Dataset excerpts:
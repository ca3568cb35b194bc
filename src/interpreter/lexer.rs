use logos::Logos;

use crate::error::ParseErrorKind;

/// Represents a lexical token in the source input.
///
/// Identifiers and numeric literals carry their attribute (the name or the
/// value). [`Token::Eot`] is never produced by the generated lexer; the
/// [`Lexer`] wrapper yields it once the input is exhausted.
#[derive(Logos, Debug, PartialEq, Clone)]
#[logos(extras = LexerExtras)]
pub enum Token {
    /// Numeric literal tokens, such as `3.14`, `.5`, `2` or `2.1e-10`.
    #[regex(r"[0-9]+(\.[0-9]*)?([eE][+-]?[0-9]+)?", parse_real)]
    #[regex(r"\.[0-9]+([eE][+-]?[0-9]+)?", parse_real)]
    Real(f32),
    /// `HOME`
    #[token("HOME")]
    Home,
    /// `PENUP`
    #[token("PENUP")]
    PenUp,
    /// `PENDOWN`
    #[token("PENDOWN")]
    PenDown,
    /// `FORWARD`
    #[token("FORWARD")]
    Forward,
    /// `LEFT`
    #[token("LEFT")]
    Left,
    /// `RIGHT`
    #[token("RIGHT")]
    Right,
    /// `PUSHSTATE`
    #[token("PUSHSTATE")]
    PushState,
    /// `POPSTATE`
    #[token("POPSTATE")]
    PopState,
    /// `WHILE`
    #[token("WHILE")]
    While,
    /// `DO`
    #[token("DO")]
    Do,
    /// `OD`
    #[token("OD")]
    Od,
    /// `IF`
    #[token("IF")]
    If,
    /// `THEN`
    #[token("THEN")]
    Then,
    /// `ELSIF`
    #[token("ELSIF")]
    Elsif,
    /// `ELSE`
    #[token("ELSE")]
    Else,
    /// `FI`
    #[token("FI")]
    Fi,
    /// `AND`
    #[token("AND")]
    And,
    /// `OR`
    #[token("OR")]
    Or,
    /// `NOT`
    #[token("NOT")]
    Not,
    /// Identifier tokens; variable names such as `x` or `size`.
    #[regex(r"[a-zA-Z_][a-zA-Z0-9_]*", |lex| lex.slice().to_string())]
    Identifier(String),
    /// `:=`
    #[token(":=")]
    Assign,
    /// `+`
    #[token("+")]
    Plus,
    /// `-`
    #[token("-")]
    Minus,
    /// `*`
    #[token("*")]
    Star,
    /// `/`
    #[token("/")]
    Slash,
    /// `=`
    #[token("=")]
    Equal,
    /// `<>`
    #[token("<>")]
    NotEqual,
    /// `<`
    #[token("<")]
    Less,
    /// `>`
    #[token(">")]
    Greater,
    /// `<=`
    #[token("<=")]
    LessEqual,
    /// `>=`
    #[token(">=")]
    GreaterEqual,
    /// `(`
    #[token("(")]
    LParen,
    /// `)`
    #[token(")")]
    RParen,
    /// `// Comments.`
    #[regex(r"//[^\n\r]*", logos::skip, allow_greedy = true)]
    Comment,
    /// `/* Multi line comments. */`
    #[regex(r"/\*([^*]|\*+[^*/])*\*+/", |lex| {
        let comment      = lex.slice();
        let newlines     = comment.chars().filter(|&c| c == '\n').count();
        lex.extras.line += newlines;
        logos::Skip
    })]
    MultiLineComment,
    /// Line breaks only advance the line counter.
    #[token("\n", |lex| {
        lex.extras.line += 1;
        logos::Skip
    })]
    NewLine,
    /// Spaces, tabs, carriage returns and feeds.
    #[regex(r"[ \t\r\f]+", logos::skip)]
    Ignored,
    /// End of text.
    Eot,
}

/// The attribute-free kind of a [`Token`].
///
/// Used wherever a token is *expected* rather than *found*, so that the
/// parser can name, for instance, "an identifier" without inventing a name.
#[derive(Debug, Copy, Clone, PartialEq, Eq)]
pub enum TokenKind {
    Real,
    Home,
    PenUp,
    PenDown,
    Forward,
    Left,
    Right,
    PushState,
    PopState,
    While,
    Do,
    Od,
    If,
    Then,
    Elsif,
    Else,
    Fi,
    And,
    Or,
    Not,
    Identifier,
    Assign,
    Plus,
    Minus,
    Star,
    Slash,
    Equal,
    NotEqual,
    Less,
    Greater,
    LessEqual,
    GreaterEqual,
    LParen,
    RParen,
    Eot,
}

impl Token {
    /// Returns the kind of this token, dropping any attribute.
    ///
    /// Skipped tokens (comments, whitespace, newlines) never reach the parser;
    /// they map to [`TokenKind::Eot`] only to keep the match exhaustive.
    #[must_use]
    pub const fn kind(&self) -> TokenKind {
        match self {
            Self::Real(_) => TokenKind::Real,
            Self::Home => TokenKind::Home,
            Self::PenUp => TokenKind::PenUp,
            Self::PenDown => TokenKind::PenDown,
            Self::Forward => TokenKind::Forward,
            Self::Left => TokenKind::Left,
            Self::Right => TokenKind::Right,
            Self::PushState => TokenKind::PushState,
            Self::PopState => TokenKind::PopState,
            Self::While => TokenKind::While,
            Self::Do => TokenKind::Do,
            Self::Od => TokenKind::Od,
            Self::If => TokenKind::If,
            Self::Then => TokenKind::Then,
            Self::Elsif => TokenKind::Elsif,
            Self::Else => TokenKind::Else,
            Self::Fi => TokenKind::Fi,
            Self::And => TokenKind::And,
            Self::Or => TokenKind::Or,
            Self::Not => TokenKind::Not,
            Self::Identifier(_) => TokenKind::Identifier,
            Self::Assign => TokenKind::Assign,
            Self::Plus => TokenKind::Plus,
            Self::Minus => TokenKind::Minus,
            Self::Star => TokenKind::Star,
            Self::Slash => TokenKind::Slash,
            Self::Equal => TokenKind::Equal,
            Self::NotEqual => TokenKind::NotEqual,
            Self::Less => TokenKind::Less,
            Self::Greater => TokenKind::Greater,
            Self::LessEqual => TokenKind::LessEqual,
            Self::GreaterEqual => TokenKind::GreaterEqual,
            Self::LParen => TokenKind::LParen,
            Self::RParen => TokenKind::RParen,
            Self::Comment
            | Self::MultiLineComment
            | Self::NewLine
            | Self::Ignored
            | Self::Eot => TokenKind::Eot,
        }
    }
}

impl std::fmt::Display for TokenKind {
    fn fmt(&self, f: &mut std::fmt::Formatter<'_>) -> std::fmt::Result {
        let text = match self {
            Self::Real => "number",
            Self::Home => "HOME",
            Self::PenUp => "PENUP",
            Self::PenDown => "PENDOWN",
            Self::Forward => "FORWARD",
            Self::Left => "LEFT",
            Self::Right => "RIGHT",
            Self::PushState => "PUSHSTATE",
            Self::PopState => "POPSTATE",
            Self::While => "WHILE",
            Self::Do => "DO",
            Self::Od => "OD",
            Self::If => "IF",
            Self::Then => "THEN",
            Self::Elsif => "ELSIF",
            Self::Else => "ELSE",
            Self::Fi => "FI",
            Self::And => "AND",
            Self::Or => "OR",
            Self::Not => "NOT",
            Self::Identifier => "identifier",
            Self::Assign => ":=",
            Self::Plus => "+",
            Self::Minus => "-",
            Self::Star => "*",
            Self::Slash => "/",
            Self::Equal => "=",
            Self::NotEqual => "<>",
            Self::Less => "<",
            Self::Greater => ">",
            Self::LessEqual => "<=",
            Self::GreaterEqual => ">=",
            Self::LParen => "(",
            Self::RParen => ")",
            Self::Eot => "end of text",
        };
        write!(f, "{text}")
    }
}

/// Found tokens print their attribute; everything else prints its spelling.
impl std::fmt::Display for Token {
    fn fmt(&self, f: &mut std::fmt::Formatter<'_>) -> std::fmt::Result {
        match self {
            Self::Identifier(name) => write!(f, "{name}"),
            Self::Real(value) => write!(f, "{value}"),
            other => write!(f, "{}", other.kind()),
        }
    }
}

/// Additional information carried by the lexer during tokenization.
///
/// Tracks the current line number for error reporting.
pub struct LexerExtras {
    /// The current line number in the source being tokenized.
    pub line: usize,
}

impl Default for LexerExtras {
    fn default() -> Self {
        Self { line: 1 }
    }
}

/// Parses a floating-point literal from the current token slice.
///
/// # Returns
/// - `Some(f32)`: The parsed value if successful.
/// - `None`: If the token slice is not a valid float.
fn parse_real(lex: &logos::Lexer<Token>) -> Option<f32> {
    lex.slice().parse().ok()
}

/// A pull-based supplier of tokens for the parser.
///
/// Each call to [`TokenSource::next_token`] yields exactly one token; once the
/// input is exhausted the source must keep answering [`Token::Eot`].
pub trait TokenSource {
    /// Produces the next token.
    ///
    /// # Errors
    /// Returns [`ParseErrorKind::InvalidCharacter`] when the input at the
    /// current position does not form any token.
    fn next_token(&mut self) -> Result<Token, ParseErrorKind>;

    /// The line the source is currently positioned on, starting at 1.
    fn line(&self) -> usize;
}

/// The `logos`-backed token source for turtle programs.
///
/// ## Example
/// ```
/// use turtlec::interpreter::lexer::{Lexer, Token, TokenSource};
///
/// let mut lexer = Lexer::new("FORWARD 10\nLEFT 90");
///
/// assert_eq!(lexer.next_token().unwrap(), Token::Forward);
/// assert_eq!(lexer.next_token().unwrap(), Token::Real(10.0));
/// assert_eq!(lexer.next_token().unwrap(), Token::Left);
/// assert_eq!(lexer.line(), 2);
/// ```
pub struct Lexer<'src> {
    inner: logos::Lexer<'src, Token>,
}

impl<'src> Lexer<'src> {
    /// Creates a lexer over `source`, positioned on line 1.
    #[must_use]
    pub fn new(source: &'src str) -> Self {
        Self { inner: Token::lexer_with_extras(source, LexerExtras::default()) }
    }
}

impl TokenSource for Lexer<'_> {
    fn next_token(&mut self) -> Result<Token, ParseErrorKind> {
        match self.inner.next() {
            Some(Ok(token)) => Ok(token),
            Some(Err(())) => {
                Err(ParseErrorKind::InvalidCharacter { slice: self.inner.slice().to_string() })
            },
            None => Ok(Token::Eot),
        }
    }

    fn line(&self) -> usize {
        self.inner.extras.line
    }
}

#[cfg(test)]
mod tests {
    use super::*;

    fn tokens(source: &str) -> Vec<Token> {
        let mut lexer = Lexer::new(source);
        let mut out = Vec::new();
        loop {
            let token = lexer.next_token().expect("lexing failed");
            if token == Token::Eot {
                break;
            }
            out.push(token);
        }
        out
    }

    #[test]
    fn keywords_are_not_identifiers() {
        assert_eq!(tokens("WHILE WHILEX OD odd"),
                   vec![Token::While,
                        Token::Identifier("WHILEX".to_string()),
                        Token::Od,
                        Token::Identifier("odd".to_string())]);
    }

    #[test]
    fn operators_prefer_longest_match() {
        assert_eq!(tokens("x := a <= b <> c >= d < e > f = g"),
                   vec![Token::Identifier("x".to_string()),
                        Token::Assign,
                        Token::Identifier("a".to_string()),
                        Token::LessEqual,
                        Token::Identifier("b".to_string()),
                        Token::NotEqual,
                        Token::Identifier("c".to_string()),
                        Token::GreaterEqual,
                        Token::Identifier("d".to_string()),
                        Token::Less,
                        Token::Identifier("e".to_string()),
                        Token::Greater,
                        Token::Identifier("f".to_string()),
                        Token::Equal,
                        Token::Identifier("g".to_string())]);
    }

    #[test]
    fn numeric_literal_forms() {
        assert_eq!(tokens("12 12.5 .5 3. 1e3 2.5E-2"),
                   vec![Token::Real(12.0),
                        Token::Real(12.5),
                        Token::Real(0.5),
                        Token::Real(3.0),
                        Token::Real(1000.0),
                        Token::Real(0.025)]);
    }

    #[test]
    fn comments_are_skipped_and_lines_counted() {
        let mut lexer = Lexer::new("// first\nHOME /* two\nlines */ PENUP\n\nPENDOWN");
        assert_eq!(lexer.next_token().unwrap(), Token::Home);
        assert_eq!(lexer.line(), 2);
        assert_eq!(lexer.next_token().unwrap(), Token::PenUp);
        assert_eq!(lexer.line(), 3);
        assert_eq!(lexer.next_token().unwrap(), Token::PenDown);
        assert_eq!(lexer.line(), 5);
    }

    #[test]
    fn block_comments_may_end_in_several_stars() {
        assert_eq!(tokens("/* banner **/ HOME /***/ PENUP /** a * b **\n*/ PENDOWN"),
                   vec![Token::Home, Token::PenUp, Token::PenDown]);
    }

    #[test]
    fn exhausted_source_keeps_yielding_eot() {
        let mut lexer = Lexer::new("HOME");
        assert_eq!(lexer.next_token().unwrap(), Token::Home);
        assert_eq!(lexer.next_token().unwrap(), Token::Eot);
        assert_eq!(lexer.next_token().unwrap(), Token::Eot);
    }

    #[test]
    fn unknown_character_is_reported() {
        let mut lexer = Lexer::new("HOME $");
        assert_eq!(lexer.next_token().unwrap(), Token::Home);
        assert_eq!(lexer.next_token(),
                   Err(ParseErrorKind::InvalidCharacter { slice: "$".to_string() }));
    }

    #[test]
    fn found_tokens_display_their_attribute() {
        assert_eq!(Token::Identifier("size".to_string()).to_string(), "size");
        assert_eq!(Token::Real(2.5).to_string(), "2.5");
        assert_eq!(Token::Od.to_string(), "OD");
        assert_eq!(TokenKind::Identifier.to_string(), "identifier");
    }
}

Task objective: Report each line in the entries where the string "parser" occurs.

Task response:
/// parser can name, for instance, "an identifier" without inventing a name.
    /// Skipped tokens (comments, whitespace, newlines) never reach the parser;
/// A pull-based supplier of tokens for the parser.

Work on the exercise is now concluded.